For examples, the book says that professional bodybuilders refused to be tested for myostatin levels because it may harm their endorsement deals, when in fact many (such as the FREAKISH Ron Coleman, who bags millions in endorsements) were tested for a variety of genetic differences and the results usually came back that they were, in fact, fairly average. Only a couple of examples of genetic irregularities were found and those came from lesser known bodybuilders--most famously, "Flex Wheeler," who has extra muscle fibers. The science just didn't find that bodybuilders are necessarily genetic freaks when looking for the things that it expected to find.

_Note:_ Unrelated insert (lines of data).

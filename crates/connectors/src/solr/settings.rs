use std::time::Duration;

pub const DEFAULT_SELECT_PATH: &str = "select";
pub const DEFAULT_UPDATE_PATH: &str = "update";
pub const DEFAULT_TIMEOUT: Duration = Duration::from_secs(60);

/// Connection settings for one Solr collection (or a Solr-compatible endpoint).
#[derive(Debug, Clone, PartialEq, Eq)]
pub struct SolrSettings {
    /// Collection URL, e.g. `http://localhost:8983/solr/collection1`.
    pub base_url: String,
    /// Search handler, relative to `base_url`.
    pub select_path: String,
    /// Update handler, relative to `base_url`.
    pub update_path: String,
    pub timeout: Duration,
}

impl SolrSettings {
    pub fn new(base_url: impl Into<String>) -> Self {
        SolrSettings {
            base_url: base_url.into(),
            select_path: DEFAULT_SELECT_PATH.to_string(),
            update_path: DEFAULT_UPDATE_PATH.to_string(),
            timeout: DEFAULT_TIMEOUT,
        }
    }

    pub fn with_select_path(mut self, path: impl Into<String>) -> Self {
        self.select_path = path.into();
        self
    }

    pub fn with_update_path(mut self, path: impl Into<String>) -> Self {
        self.update_path = path.into();
        self
    }

    pub fn with_timeout(mut self, timeout: Duration) -> Self {
        self.timeout = timeout;
        self
    }

    pub fn select_url(&self) -> String {
        join_url(&self.base_url, &self.select_path)
    }

    pub fn update_url(&self) -> String {
        join_url(&self.base_url, &self.update_path)
    }
}

fn join_url(base: &str, path: &str) -> String {
    format!(
        "{}/{}",
        base.trim_end_matches('/'),
        path.trim_start_matches('/')
    )
}

#[cfg(test)]
mod tests {
    use super::*;

    #[test]
    fn test_handler_urls_tolerate_slashes() {
        let settings = SolrSettings::new("http://localhost:8983/solr/docs/")
            .with_select_path("/search");

        assert_eq!(settings.select_url(), "http://localhost:8983/solr/docs/search");
        assert_eq!(settings.update_url(), "http://localhost:8983/solr/docs/update");
    }
}
use serde::{Deserialize, Serialize};
use std::fmt;

/// Opaque, server-issued resume token for a sorted scan.
///
/// The pager never looks inside a mark; it only compares consecutive marks for
/// equality, which is how the server signals that the scan made no progress.
#[derive(Serialize, Deserialize, Debug, Clone, PartialEq, Eq, Hash)]
#[serde(transparent)]
pub struct CursorMark(String);

impl CursorMark {
    /// Reserved token that asks the server for the first page.
    pub const START: &'static str = "*";

    pub fn new(token: impl Into<String>) -> Self {
        CursorMark(token.into())
    }

    pub fn start() -> Self {
        CursorMark(Self::START.to_string())
    }

    pub fn is_start(&self) -> bool {
        self.0 == Self::START
    }

    pub fn as_str(&self) -> &str {
        &self.0
    }
}

impl Default for CursorMark {
    fn default() -> Self {
        CursorMark::start()
    }
}

impl fmt::Display for CursorMark {
    fn fmt(&self, f: &mut fmt::Formatter<'_>) -> fmt::Result {
        f.write_str(&self.0)
    }
}

impl From<&str> for CursorMark {
    fn from(token: &str) -> Self {
        CursorMark::new(token)
    }
}
use connectors::{error::ClientError, file::error::FileError};
use engine_core::error::PagingError;
use engine_processing::error::{ExportError, ImportError};
use thiserror::Error;

#[derive(Error, Debug)]
pub enum CliError {
    #[error("Configuration error: {0}")]
    Config(String),

    #[error("Failed to set up the search client: {0}")]
    Client(#[from] ClientError),

    #[error("File error: {0}")]
    File(#[from] FileError),

    #[error(transparent)]
    Paging(#[from] PagingError),

    #[error("Export failed: {0}")]
    Export(#[from] ExportError),

    #[error("Import failed: {0}")]
    Import(#[from] ImportError),

    #[error("I/O error: {0}")]
    Io(#[from] std::io::Error),

    #[error("Failed to serialize data to JSON: {0}")]
    JsonSerialize(#[from] serde_json::Error),
}

impl CliError {
    pub fn is_invalid_paging_config(&self) -> bool {
        match self {
            CliError::Paging(err) => err.is_invalid_paging_config(),
            CliError::Export(err) => err.is_invalid_paging_config(),
            CliError::Import(err) => err.is_invalid_paging_config(),
            _ => false,
        }
    }
}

But the myostatin discussion gets worse when discussing myostatin inhibition in racing whippets (and the rare, super muscled freaks known as "bully whippets"), the authors say that "Bully whippets" win most of the races. This is the exact OPPOSITE of reality: Bully whippets are typically euthanized by breeders as puppies because they perform very poorly in races. Their added bulk slows them down and they tend to be injury prone.

That gets to another point the authors overlook: high levels of myostatin inhibition is not associated with greater athletic performance. In fact, myostatin-inhibited mice have been determined, pound for pound, to have weaker muscles than typical mice and much more prone to tendon and joint injuries. Belgian cattle have major problems dealing with stress, are more injury prone, and are also weaker, pound for pound, than typical cattle. It remains to be seen how the handful of positively identified humans with the special genetics that the authors say will make them champion bodybuilders will turn out.

The authors also hint that myostatin inhibiting drugs, their perceived holy grail for supplimentation, were stopped by pharmaceutical companies "for no reason," perhaps even because it may cost them sales of other suppliments, but the truth is that all the drugs that were tested were having potentially lethal effects, such as causing enlargement of the heart. Even then, a couple of myostatin inhibitors were sold as bodybuilding suppliments for a while in the 2000s, but they never caught on because they proved worthless. I don't know if any of them are on the market today.

All of this casts doubts on this book's "scientific" marketing angle. If you follow the authors' advice you may become fitter and happier, as their suggestions will help you achieve and maintain a modest level of fitness, but take the authors' discussion of genetics and unusual training techniques (like "Max Contraction") with a healthy grain of salt.

If you want to get in and maintain a "normal" baseline level of practical fitness with an average body type, you could do a lot worse than to do what this book says. However, if you wish to be a bodybuilder or athlete, you should look elsewhere my friends.